Well, too stinking bad,
the President thought. When he slogged through Tacitus in the Latin, he'd been horrified to discover that the Roman historian called a spade an implement for digging trenches. As far as Truman was concerned, a spade was a spade, or maybe a goddamn shovel.

“Of course, sir,” Marshall said, “if we drop atom bombs all over the Federal Republic, Adenauer won't have much left even if they do drive the Russians back.”

“That's what he said in the wire.” The President sighed. “It's his country.”

“Only about as much as Japan is Hirohito's.” As usual, Marshall had a point. The United States called the shots in western Germany. Or the United States had called the shots till the shooting started. The Secretary of Defense went on, “He doesn't say anything about atom bombs on the Russian zone?”

“No. I told you, he's no dope. He knows he can't make us pay attention to him on anything outside his borders.” Truman drummed his fingers against the side of his leg. Then, suddenly, he grinned. “I bet he hopes like anything the wind's blowing from west to east when we bomb his ex-countrymen.”

Marshall's face twitched in a sort of vestigial smile. “I bet you're right, Mr. President.”

“If we do it again, it won't just be the Russian zone there,” Truman said. “We'd better clobber the other satellites, too. That will slow the reinforcements going through them, and it may give them a hint they're backing the wrong horse in the race.”

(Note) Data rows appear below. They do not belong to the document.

//! PyPI artifact feed
//!
//! Uses the warehouse XML-RPC `changelog(since, with_ids=false)` call,
//! which returns every project action since a unix timestamp. Actions of
//! the form `add <kind> file <filename>` correspond to uploaded
//! archives and become per-artifact packages. The `since` cursor makes
//! the lossy detector unnecessary.
//!
//! https://warehouse.pypa.io/api-reference/xml-rpc.html#changelog-since-with-ids-false

use std::sync::OnceLock;

use async_trait::async_trait;
use chrono::{DateTime, TimeZone, Utc};
use quick_xml::events::Event;
use regex::Regex;

use feedstock_types::{apply_cutoff, find_cutoff, sort_packages_desc, FeedError, FeedOptions, Package};

use crate::http::{check_status, default_client};
use crate::{FeedDriver, PollResult};

pub const FEED_NAME: &str = "pypi-artifacts";

/// Matches changelog actions recording an archive upload. The second
/// capture is the archive filename. The action strings are generated by
/// warehouse's legacy upload endpoint.
fn archive_upload_action() -> &'static Regex {
    static RE: OnceLock<Regex> = OnceLock::new();
    RE.get_or_init(|| Regex::new("add (.*) file (.*)").expect("static regex"))
}

/// One changelog row: `(name, version|nil, unix timestamp, action)`.
#[derive(Debug)]
enum Scalar {
    Str(String),
    Int(i64),
    Nil,
}

#[derive(Debug)]
struct ChangelogEntry {
    name: String,
    version: String,
    timestamp: DateTime<Utc>,
    archive_name: Option<String>,
}

impl ChangelogEntry {
    /// Builds an entry from a raw row, tolerating missing or
    /// wrongly-typed fields the way the upstream API occasionally
    /// produces them.
    fn from_row(row: &[Scalar]) -> Self {
        let text = |idx: usize| match row.get(idx) {
            Some(Scalar::Str(s)) => s.clone(),
            _ => String::new(),
        };
        let int = |idx: usize| match row.get(idx) {
            Some(Scalar::Int(i)) => *i,
            _ => 0,
        };

        let action = text(3);
        let archive_name = archive_upload_action()
            .captures(&action)
            .map(|captures| captures[2].to_string());

        Self {
            name: text(0),
            version: text(1),
            timestamp: Utc
                .timestamp_opt(int(2), 0)
                .single()
                .unwrap_or_default(),
            archive_name,
        }
    }
}

fn changelog_request(since: DateTime<Utc>) -> String {
    format!(
        concat!(
            r#"<?xml version="1.0"?>"#,
            "<methodCall><methodName>changelog</methodName><params>",
            "<param><value><int>{}</int></value></param>",
            "<param><value><boolean>0</boolean></value></param>",
            "</params></methodCall>"
        ),
        since.timestamp()
    )
}

/// Parses the XML-RPC response: an array of 4-element arrays of
/// strings, ints and nils. Scalar tags may be omitted, in which case
/// the value is a string.
fn parse_changelog_response(xml: &str) -> Result<Vec<Vec<Scalar>>, FeedError> {
    let mut reader = quick_xml::Reader::from_str(xml);
    reader.config_mut().trim_text(true);

    let mut rows: Vec<Vec<Scalar>> = Vec::new();
    let mut row: Vec<Scalar> = Vec::new();
    let mut array_depth = 0usize;
    let mut in_value = false;
    let mut scalar_tag: Option<String> = None;
    let mut text_seen = false;

    loop {
        match reader.read_event() {
            Ok(Event::Start(start)) => {
                let tag = String::from_utf8_lossy(start.name().as_ref()).to_string();
                match tag.as_str() {
                    "fault" => {
                        return Err(FeedError::decode(FEED_NAME, "xml-rpc fault response"))
                    }
                    "array" => array_depth += 1,
                    "value" if array_depth == 2 => {
                        in_value = true;
                        text_seen = false;
                        scalar_tag = None;
                    }
                    "string" | "int" | "i4" | "boolean" | "double" if in_value => {
                        scalar_tag = Some(tag);
                    }
                    _ => {}
                }
            }
            Ok(Event::Empty(empty)) => {
                if empty.name().as_ref() == b"nil" && in_value {
                    row.push(Scalar::Nil);
                    text_seen = true;
                }
            }
            Ok(Event::Text(text)) => {
                if !in_value {
                    continue;
                }
                let content = text
                    .unescape()
                    .map_err(|err| FeedError::decode(FEED_NAME, err))?
                    .into_owned();
                match scalar_tag.as_deref() {
                    Some("int") | Some("i4") => {
                        let value = content
                            .trim()
                            .parse::<i64>()
                            .map_err(|err| FeedError::decode(FEED_NAME, err))?;
                        row.push(Scalar::Int(value));
                    }
                    // Untyped values and every other scalar tag decode
                    // as text.
                    _ => row.push(Scalar::Str(content)),
                }
                text_seen = true;
            }
            Ok(Event::End(end)) => {
                let tag = end.name().as_ref().to_vec();
                match tag.as_slice() {
                    b"array" => {
                        if array_depth == 2 {
                            rows.push(std::mem::take(&mut row));
                        }
                        array_depth = array_depth.saturating_sub(1);
                    }
                    b"value" if in_value => {
                        // <value></value> with no content is an empty
                        // string.
                        if !text_seen {
                            row.push(Scalar::Str(String::new()));
                        }
                        in_value = false;
                        scalar_tag = None;
                    }
                    _ => {}
                }
            }
            Ok(Event::Eof) => break,
            Ok(_) => {}
            Err(err) => return Err(FeedError::decode(FEED_NAME, err)),
        }
    }

    Ok(rows)
}

pub struct PypiArtifactsDriver {
    client: reqwest::Client,
    base_url: String,
    options: FeedOptions,
}

impl PypiArtifactsDriver {
    pub fn new(options: FeedOptions) -> Result<Self, FeedError> {
        if options.has_packages() {
            return Err(FeedError::UnsupportedOption {
                feed: FEED_NAME,
                option: "packages",
            });
        }
        Ok(Self {
            client: default_client()?,
            base_url: "https://pypi.org/pypi".to_string(),
            options,
        })
    }

    async fn fetch_changelog(&self, since: DateTime<Utc>) -> Result<Vec<ChangelogEntry>, FeedError> {
        let response = check_status(
            self.client
                .post(&self.base_url)
                .header("Content-Type", "text/xml")
                .body(changelog_request(since))
                .send()
                .await?,
        )?;
        let body = response.text().await?;
        let rows = parse_changelog_response(&body)?;
        Ok(rows.iter().map(|row| ChangelogEntry::from_row(row)).collect())
    }
}

#[async_trait]
impl FeedDriver for PypiArtifactsDriver {
    async fn latest(&self, cutoff: DateTime<Utc>) -> PollResult {
        let entries = match self.fetch_changelog(cutoff).await {
            Ok(entries) => entries,
            Err(err) => return PollResult::failure(cutoff, vec![err]),
        };

        let pkgs: Vec<Package> = entries
            .into_iter()
            .filter_map(|entry| {
                let archive_name = entry.archive_name?;
                Some(Package::artifact(
                    entry.timestamp,
                    entry.name,
                    entry.version,
                    archive_name,
                    FEED_NAME,
                ))
            })
            .collect();

        let new_cutoff = find_cutoff(cutoff, &pkgs);
        let mut pkgs = apply_cutoff(pkgs, cutoff);
        sort_packages_desc(&mut pkgs);
        PollResult::new(pkgs, new_cutoff, Vec::new())
    }

    fn name(&self) -> &'static str {
        FEED_NAME
    }

    fn options(&self) -> &FeedOptions {
        &self.options
    }
}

“I wouldn't count on that, sir.” Marshall explained why he sounded dubious: “Those regimes are full of Stalin's hand-picked men. Rokossovsky, the Polish Minister of War, was a Russian marshal during the war.”

“I understand,” Truman said. “But you'd hope that, after a few atom bombs, even people with the MGB sitting on them might get frisky. No guarantees—I understand that, too. Still, you'd hope.”

“Ah. I see what you're saying.” Marshall nodded. “Yes, you would hope—you do hope. At the end there, the Italians rose up and shot Mussolini and his mistress and Achille Starace.”

Truman snapped his fingers. “Starace! Thank you! I never remember that Fascist bastard's name.”

“He was a big wheel in Italy once upon a time,” Marshall observed.

“Sure he was. But he's not important enough for anybody to want to keep him in mind now—anybody who doesn't have your head for details, I should say.” The President sent what was almost a bow in Marshall's direction. Then he continued, “Those Red bosses in Warsaw and Prague and Budapest and East Berlin, they're smart enough to see the writing on the wall. If it looks like people are gonna shoot them and hang them upside down from lampposts, how long will they stay in love with Stalin?”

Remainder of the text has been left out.